Collected data entries:
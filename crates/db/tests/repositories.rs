//! Integration tests for the repository layer against a real database.

use assert_matches::assert_matches;
use assetflow_core::history::actions;
use assetflow_core::maintenance::TicketStatus;
use assetflow_db::models::asset::{AssetFilter, CreateAsset, UpdateAsset};
use assetflow_db::models::license::{CreateLicense, LicenseFilter};
use assetflow_db::models::maintenance::{CreateTicket, TicketFilter};
use assetflow_db::models::session::CreateSession;
use assetflow_db::models::user::{CreateUser, UpdateUser, User};
use assetflow_db::repositories::{
    AssetHistoryRepo, AssetRepo, DashboardRepo, LicenseRepo, MaintenanceRepo, SessionRepo,
    UserRepo,
};
use chrono::{Duration, NaiveDate, Utc};
use rust_decimal::Decimal;
use sqlx::PgPool;

// ---------------------------------------------------------------------------
// Helpers
// ---------------------------------------------------------------------------

async fn new_user(pool: &PgPool, username: &str, role: &str, department: Option<&str>) -> User {
    UserRepo::create(
        pool,
        &CreateUser {
            username: username.to_string(),
            email: format!("{username}@example.com"),
            password_hash: "not-a-real-hash".to_string(),
            role: role.to_string(),
            department: department.map(str::to_string),
        },
    )
    .await
    .unwrap()
}

fn new_asset(name: &str, category: &str) -> CreateAsset {
    CreateAsset {
        name: name.to_string(),
        description: None,
        category: category.to_string(),
        serial_number: None,
        purchase_date: None,
        purchase_price: None,
        warranty_expiration: None,
        status: "Available".to_string(),
        condition: "Good".to_string(),
        location: None,
    }
}

fn new_ticket(asset_id: i64, reporter: i64, title: &str) -> CreateTicket {
    CreateTicket {
        asset_id,
        reported_by_user_id: reporter,
        title: title.to_string(),
        description: "Does not turn on".to_string(),
        priority: "High".to_string(),
    }
}

fn new_license(name: &str, asset_id: Option<i64>, expires: Option<NaiveDate>) -> CreateLicense {
    CreateLicense {
        asset_id,
        software_name: name.to_string(),
        license_key: None,
        vendor: None,
        purchase_date: None,
        expiration_date: expires,
        cost: None,
        seats: 1,
        status: "Active".to_string(),
    }
}

// ---------------------------------------------------------------------------
// Users and sessions
// ---------------------------------------------------------------------------

#[sqlx::test(migrations = "../../db/migrations")]
async fn test_duplicate_username_rejected(pool: PgPool) {
    new_user(&pool, "alice", "Employee", None).await;
    let result = UserRepo::create(
        &pool,
        &CreateUser {
            username: "alice".to_string(),
            email: "other@example.com".to_string(),
            password_hash: "x".to_string(),
            role: "Employee".to_string(),
            department: None,
        },
    )
    .await;
    assert_matches!(result, Err(sqlx::Error::Database(e)) if e.constraint() == Some("uq_users_username"));
}

#[sqlx::test(migrations = "../../db/migrations")]
async fn test_list_by_department(pool: PgPool) {
    new_user(&pool, "it1", "Employee", Some("IT")).await;
    new_user(&pool, "it2", "HR", Some("IT")).await;
    new_user(&pool, "fin", "Employee", Some("Finance")).await;
    new_user(&pool, "nodept", "Employee", None).await;

    let it = UserRepo::list_by_department(&pool, Some("IT")).await.unwrap();
    assert_eq!(it.iter().map(|u| u.username.as_str()).collect::<Vec<_>>(), vec!["it1", "it2"]);

    let none = UserRepo::list_by_department(&pool, None).await.unwrap();
    assert_eq!(none.len(), 1);
    assert_eq!(none[0].username, "nodept");
}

- ASSIGNED TASK: Reproduce each entry word for word.

- SOLUTION TO THE PROBLEM:
filename crates/db/tests/repositories.rs
//! Integration tests for the repository layer against a real database.

use assert_matches::assert_matches;
use assetflow_core::history::actions;
use assetflow_core::maintenance::TicketStatus;
use assetflow_db::models::asset::{AssetFilter, CreateAsset, UpdateAsset};
use assetflow_db::models::license::{CreateLicense, LicenseFilter};
use assetflow_db::models::maintenance::{CreateTicket, TicketFilter};
use assetflow_db::models::session::CreateSession;
use assetflow_db::models::user::{CreateUser, UpdateUser, User};
use assetflow_db::repositories::{
    AssetHistoryRepo, AssetRepo, DashboardRepo, LicenseRepo, MaintenanceRepo, SessionRepo,
    UserRepo,
};
use chrono::{Duration, NaiveDate, Utc};
use rust_decimal::Decimal;
use sqlx::PgPool;

// ---------------------------------------------------------------------------
// Helpers
// ---------------------------------------------------------------------------

async fn new_user(pool: &PgPool, username: &str, role: &str, department: Option<&str>) -> User {
    UserRepo::create(
        pool,
        &CreateUser {
            username: username.to_string(),
            email: format!("{username}@example.com"),
            password_hash: "not-a-real-hash".to_string(),
            role: role.to_string(),
            department: department.map(str::to_string),
        },
    )
    .await
    .unwrap()
}

fn new_asset(name: &str, category: &str) -> CreateAsset {
    CreateAsset {
        name: name.to_string(),
        description: None,
        category: category.to_string(),
        serial_number: None,
        purchase_date: None,
        purchase_price: None,
        warranty_expiration: None,
        status: "Available".to_string(),
        condition: "Good".to_string(),
        location: None,
    }
}

fn new_ticket(asset_id: i64, reporter: i64, title: &str) -> CreateTicket {
    CreateTicket {
        asset_id,
        reported_by_user_id: reporter,
        title: title.to_string(),
        description: "Does not turn on".to_string(),
        priority: "High".to_string(),
    }
}

fn new_license(name: &str, asset_id: Option<i64>, expires: Option<NaiveDate>) -> CreateLicense {
    CreateLicense {
        asset_id,
        software_name: name.to_string(),
        license_key: None,
        vendor: None,
        purchase_date: None,
        expiration_date: expires,
        cost: None,
        seats: 1,
        status: "Active".to_string(),
    }
}

// ---------------------------------------------------------------------------
// Users and sessions
// ---------------------------------------------------------------------------

#[sqlx::test(migrations = "../../db/migrations")]
async fn test_duplicate_username_rejected(pool: PgPool) {
    new_user(&pool, "alice", "Employee", None).await;
    let result = UserRepo::create(
        &pool,
        &CreateUser {
            username: "alice".to_string(),
            email: "other@example.com".to_string(),
            password_hash: "x".to_string(),
            role: "Employee".to_string(),
            department: None,
        },
    )
    .await;
    assert_matches!(result, Err(sqlx::Error::Database(e)) if e.constraint() == Some("uq_users_username"));
}

#[sqlx::test(migrations = "../../db/migrations")]
async fn test_list_by_department(pool: PgPool) {
    new_user(&pool, "it1", "Employee", Some("IT")).await;
    new_user(&pool, "it2", "HR", Some("IT")).await;
    new_user(&pool, "fin", "Employee", Some("Finance")).await;
    new_user(&pool, "nodept", "Employee", None).await;

    let it = UserRepo::list_by_department(&pool, Some("IT")).await.unwrap();
    assert_eq!(it.iter().map(|u| u.username.as_str()).collect::<Vec<_>>(), vec!["it1", "it2"]);

    let none = UserRepo::list_by_department(&pool, None).await.unwrap();
    assert_eq!(none.len(), 1);
    assert_eq!(none[0].username, "nodept");
}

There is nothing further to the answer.